Ben buranın adliyesine karşı ehemmiyetsiz şahsımı değil, belki memlekete zararsız bir surette menfaatlı ve kıymetli Risale-i Nur ve şâkirtlerini nazara alıp müdafaa ettiğim halde; “Sen kendini müdafaa et ! diye beni acib bir cânî tarzında herşeyden ve konuşmaktan tecrid ve haps-i münferide ve sıhhatime ve ihtiyarlığıma tam dokunacak bir şekilde soktular. Bir kaç gün bir doktor geldi.. Öyle bir acele ile baktı ki , güya müttehem ve vatana muzır bir şahsiyetin sıhhati ne ehemmiyeti var? diye manasını fehmettim. Daha onlara yazdığım istirhamnameyi vermedim.

şimdi en son size de müracaat ediyorum. Bu gurbette hiç dost bulmayan ve herkes ona müttehem nazarıyla bakan bir adamın derdini de dinlemek gerektir.Bir vazife ile bir sivil polis gönderebilirsiniz.Ta ki hakikat-ı hali anlasın, size haber versin.. ve Isparta ve Denizli adliyelerine karşı müdafaatımın suretini size getirsin.. Ve zabıtayla Risale-i Nur şâkirtlerinin ortasında anlaşmamazlık girmesin.

Haps-i Münferidde

Said-i Nursi”

{Sirac-ün Nur-2, s: 319.}



Baştan buraya kadar nümunelerini verdiğimiz müdafaa kısımlarında görüldüğü üzere, Hz.Üstâd hakkında isnad edilen suçların hülasaları şöylece sıralanabilir:

1- Gizli cemiyet kurup hükûmet icraatıyla mübareze etmek..

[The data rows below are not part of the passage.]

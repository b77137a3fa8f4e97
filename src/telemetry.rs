use anyhow::Result;
use tracing_subscriber::{layer::SubscriberExt, util::SubscriberInitExt};

/// Initialize structured logging.
///
/// JSON output with span context, filtered by `RUST_LOG` with an `info`
/// default; enough for a request handler embedding the engine to correlate
/// a move with the transition and gateway calls it triggered.
pub fn init_telemetry() -> Result<()> {
    tracing_subscriber::registry()
        .with(
            tracing_subscriber::fmt::layer()
                .json()
                .with_current_span(true)
                .with_span_list(true),
        )
        .with(
            tracing_subscriber::EnvFilter::from_default_env()
                .add_directive(tracing::Level::INFO.into()),
        )
        .init();

    tracing::info!("boardwalk telemetry initialized with structured logging");
    Ok(())
}

/// Shutdown telemetry gracefully
pub fn shutdown_telemetry() {
    // For structured logging, no explicit shutdown needed
    tracing::info!("boardwalk telemetry shutdown complete");
}
use serde::{Deserialize, Serialize};

use crate::github::types::Branch;
use crate::models::{Item, ProjectId};

/// One selectable option of a pending action's form.
#[derive(Debug, Clone, PartialEq, Eq, Serialize, Deserialize)]
pub struct SelectOption {
    pub value: String,
    pub label: String,
}

/// A request for user-supplied parameters before a workflow action runs.
///
/// Plain data for the presentation layer to render: an action title, the
/// endpoint the confirmation should be submitted to, and the selectable
/// options. Absence of a pending action is expressed by `Option::None` at
/// the call site, not by a flag inside the descriptor.
#[derive(Debug, Clone, PartialEq, Eq, Serialize, Deserialize)]
pub struct PendingAction {
    pub title: String,
    pub endpoint: String,
    pub options: Vec<SelectOption>,
}

impl PendingAction {
    /// Ask for a branch name and source commit; options list the
    /// repository's branches (value = head sha, label = branch name).
    pub(crate) fn branch_creation(project_id: ProjectId, item: &Item, branches: &[Branch]) -> Self {
        Self {
            title: format!("Create branch for '{}'", item.name),
            endpoint: format!("/project/{}/items/{}/branch", project_id, item.id),
            options: branches
                .iter()
                .map(|branch| SelectOption {
                    value: branch.sha.clone(),
                    label: branch.name.clone(),
                })
                .collect(),
        }
    }

    /// Ask for head/base branch selection before opening a pull request.
    pub(crate) fn pull_request_creation(
        project_id: ProjectId,
        item: &Item,
        head_branch: &str,
        branches: &[Branch],
    ) -> Self {
        Self {
            title: format!("Create pull request for branch '{}'", head_branch),
            endpoint: format!("/project/{}/items/{}/pr", project_id, item.id),
            options: branches
                .iter()
                .map(|branch| SelectOption {
                    value: branch.name.clone(),
                    label: branch.name.clone(),
                })
                .collect(),
        }
    }

    /// Ask for a merge commit title/message and the delete-branch flag.
    pub(crate) fn pull_request_merge(project_id: ProjectId, item: &Item) -> Self {
        Self {
            title: format!(
                "Merge pull request for branch '{}'",
                item.branch.as_deref().unwrap_or_default()
            ),
            endpoint: format!("/project/{}/items/{}/merge", project_id, item.id),
            options: Vec::new(),
        }
    }
}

2- Dini alet ederek şahsî nüfuz te’min etmek..

3- Cumhuriyet ve Atatürk inkılablarına karşı mübareze etmek...

Evet, bunlar ve benzeri gibi çok basit ve hiçbir zaman Bediüzzaman hakkında isnad edilmesi mümkün olmayan ve hiçbir surette bu gibi küçük ve basit ve cüz’î işler onun şanına yakışmıyan isnadlarla mahkemeye verilmesiyle; Bediüzzaman’ın muazzam ve cihan değer ve bütün müşkilleri halleden ilmî müdafaaları meydana çıkmasına vesile olmuştur.

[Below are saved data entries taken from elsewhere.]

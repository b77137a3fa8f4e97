//! Shared test fixtures: a seeded five-column board and a recording
//! workflow gateway that logs calls, serves canned results, and can be
//! scripted to fail per operation.
#![allow(dead_code)]

use std::sync::atomic::{AtomicU64, Ordering};
use std::sync::{Arc, Mutex};
use std::time::Duration;

use async_trait::async_trait;

use boardwalk::github::{Branch, CreatedIssue, CreatedPullRequest, GitHubError, WorkflowGateway};
use boardwalk::store::BoardStore;
use boardwalk::{BoardEngine, ColumnId, IssueRef, Item, MemoryStore, ProjectId, PullRequestRef};

/// Ids of the seeded board.
pub struct Board {
    pub store: Arc<MemoryStore>,
    pub project: ProjectId,
    pub backlog: ColumnId,
    pub todo: ColumnId,
    pub in_progress: ColumnId,
    pub ready: ColumnId,
    pub done: ColumnId,
}

/// A project with the five canonical columns.
pub async fn five_column_board() -> Board {
    let store = Arc::new(MemoryStore::new());
    let project = store.add_project("go-live").await;
    let backlog = store.add_column(project, "Backlog").await;
    let todo = store.add_column(project, "Todo").await;
    let in_progress = store.add_column(project, "In Progress").await;
    let ready = store.add_column(project, "Ready for Pull Request").await;
    let done = store.add_column(project, "Done").await;
    Board {
        store,
        project,
        backlog,
        todo,
        in_progress,
        ready,
        done,
    }
}

pub async fn engine_with_board() -> (
    BoardEngine<MemoryStore, RecordingGateway>,
    Board,
    Arc<RecordingGateway>,
) {
    let board = five_column_board().await;
    let gateway = Arc::new(RecordingGateway::new());
    let engine = BoardEngine::new(Arc::clone(&board.store), Arc::clone(&gateway));
    (engine, board, gateway)
}

/// Append an item and apply linkage mutations through the store.
pub async fn seed_item(
    store: &MemoryStore,
    column: ColumnId,
    name: &str,
    mutate: impl FnOnce(&mut Item),
) -> Item {
    let mut item = store.append_item(name, column).await.unwrap();
    mutate(&mut item);
    store.update_item(item.id, &item).await.unwrap()
}

pub fn issue_ref(number: u64) -> IssueRef {
    IssueRef {
        id: 1000 + number,
        number,
        url: format!("https://github.com/acme/widgets/issues/{number}"),
    }
}

pub fn pull_request_ref(number: u64) -> PullRequestRef {
    PullRequestRef {
        id: 2000 + number,
        number,
    }
}

/// Calls observed by the recording gateway.
#[derive(Debug, Clone, PartialEq, Eq)]
pub enum GatewayCall {
    CreateIssue {
        title: String,
    },
    ListBranches,
    CreateBranch {
        name: String,
        from_sha: String,
    },
    DeleteBranch {
        name: String,
    },
    CreatePullRequest {
        head: String,
        base: String,
        issue_number: Option<u64>,
        title: String,
    },
    MergePullRequest {
        number: u64,
        commit_title: String,
        commit_message: String,
    },
}

/// Which gateway operations are scripted to fail.
#[derive(Debug, Default)]
pub struct FailureFlags {
    pub create_issue: bool,
    pub create_branch: bool,
    pub create_pull_request: bool,
    pub merge_pull_request: bool,
    pub delete_branch: bool,
}

#[derive(Debug)]
pub struct RecordingGateway {
    pub calls: Mutex<Vec<GatewayCall>>,
    pub branches: Mutex<Vec<Branch>>,
    pub fail: Mutex<FailureFlags>,
    delay: Mutex<Option<Duration>>,
    next_number: AtomicU64,
}

impl Default for RecordingGateway {
    fn default() -> Self {
        Self::new()
    }
}

impl RecordingGateway {
    pub fn new() -> Self {
        Self::with_branches(vec![
            Branch {
                name: "main".to_string(),
                sha: "abc123".to_string(),
            },
            Branch {
                name: "develop".to_string(),
                sha: "def456".to_string(),
            },
        ])
    }

    pub fn with_branches(branches: Vec<Branch>) -> Self {
        Self {
            calls: Mutex::new(Vec::new()),
            branches: Mutex::new(branches),
            fail: Mutex::new(FailureFlags::default()),
            delay: Mutex::new(None),
            next_number: AtomicU64::new(1),
        }
    }

    /// Make every call sleep, to widen race windows in concurrency tests.
    pub fn set_delay(&self, delay: Duration) {
        *self.delay.lock().unwrap() = Some(delay);
    }

    pub fn calls(&self) -> Vec<GatewayCall> {
        self.calls.lock().unwrap().clone()
    }

    pub fn call_count(&self) -> usize {
        self.calls.lock().unwrap().len()
    }

    pub fn count_of(&self, matcher: impl Fn(&GatewayCall) -> bool) -> usize {
        self.calls
            .lock()
            .unwrap()
            .iter()
            .filter(|call| matcher(call))
            .count()
    }

    fn record(&self, call: GatewayCall) {
        self.calls.lock().unwrap().push(call);
    }

    async fn simulate_latency(&self) {
        let delay = *self.delay.lock().unwrap();
        if let Some(delay) = delay {
            tokio::time::sleep(delay).await;
        }
    }

    fn scripted_failure() -> GitHubError {
        GitHubError::Upstream {
            status: 502,
            body: "scripted failure".to_string(),
        }
    }
}

#[async_trait]
impl WorkflowGateway for RecordingGateway {
    async fn create_issue(&self, title: &str) -> Result<CreatedIssue, GitHubError> {
        self.record(GatewayCall::CreateIssue {
            title: title.to_string(),
        });
        self.simulate_latency().await;
        if self.fail.lock().unwrap().create_issue {
            return Err(Self::scripted_failure());
        }
        let number = self.next_number.fetch_add(1, Ordering::SeqCst);
        Ok(CreatedIssue {
            id: 1000 + number,
            number,
            url: format!("https://github.com/acme/widgets/issues/{number}"),
        })
    }

    async fn list_branches(&self) -> Result<Vec<Branch>, GitHubError> {
        self.record(GatewayCall::ListBranches);
        self.simulate_latency().await;
        Ok(self.branches.lock().unwrap().clone())
    }

    async fn create_branch(&self, name: &str, from_sha: &str) -> Result<Branch, GitHubError> {
        self.record(GatewayCall::CreateBranch {
            name: name.to_string(),
            from_sha: from_sha.to_string(),
        });
        self.simulate_latency().await;
        if self.fail.lock().unwrap().create_branch {
            return Err(Self::scripted_failure());
        }
        let branch = Branch {
            name: name.to_string(),
            sha: from_sha.to_string(),
        };
        self.branches.lock().unwrap().push(branch.clone());
        Ok(branch)
    }

    async fn delete_branch(&self, name: &str) -> Result<(), GitHubError> {
        self.record(GatewayCall::DeleteBranch {
            name: name.to_string(),
        });
        self.simulate_latency().await;
        if self.fail.lock().unwrap().delete_branch {
            return Err(Self::scripted_failure());
        }
        self.branches
            .lock()
            .unwrap()
            .retain(|branch| branch.name != name);
        Ok(())
    }

    async fn create_pull_request(
        &self,
        head: &str,
        base: &str,
        issue_number: Option<u64>,
        title: &str,
    ) -> Result<CreatedPullRequest, GitHubError> {
        self.record(GatewayCall::CreatePullRequest {
            head: head.to_string(),
            base: base.to_string(),
            issue_number,
            title: title.to_string(),
        });
        self.simulate_latency().await;
        if self.fail.lock().unwrap().create_pull_request {
            return Err(Self::scripted_failure());
        }
        let number = self.next_number.fetch_add(1, Ordering::SeqCst);
        Ok(CreatedPullRequest {
            id: 2000 + number,
            number,
        })
    }

    async fn merge_pull_request(
        &self,
        number: u64,
        commit_title: &str,
        commit_message: &str,
    ) -> Result<(), GitHubError> {
        self.record(GatewayCall::MergePullRequest {
            number,
            commit_title: commit_title.to_string(),
            commit_message: commit_message.to_string(),
        });
        self.simulate_latency().await;
        if self.fail.lock().unwrap().merge_pull_request {
            return Err(Self::scripted_failure());
        }
        Ok(())
    }
}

Böylece Hazret-i Bediüzzaman, keskin ve gayb-bin, dekaik-aşina ferasetiyle Keşfettiği ve müdafaalarında hakikî çehresini ve maskeler gerisinde sırıtan riyakâr yüzünü açığa çıkarıp ortaya koyduğu meselenin gerçek tarafı ki; Zahiren Beşinci şua’ Risalesi vasile edilerek, pek geniş ve büyük çapta hücum ve taarruzlarının asıl mahiyeti Beşinci şu’a olmayıp, belki iman-ı billah hakikatını ve Vücud ve Vahdaniyet-i İlâhiyye imanını güneş gibi ispat edip gösteren “Asa-yı Musa. Miftah-ul İman ve Hizb-ül Ekber-i Nuri” gibi Nur Risaleleri olduğudur. İşte Hazret-i Üstâd bu mevzuda, hapisteki

Yükleniyor...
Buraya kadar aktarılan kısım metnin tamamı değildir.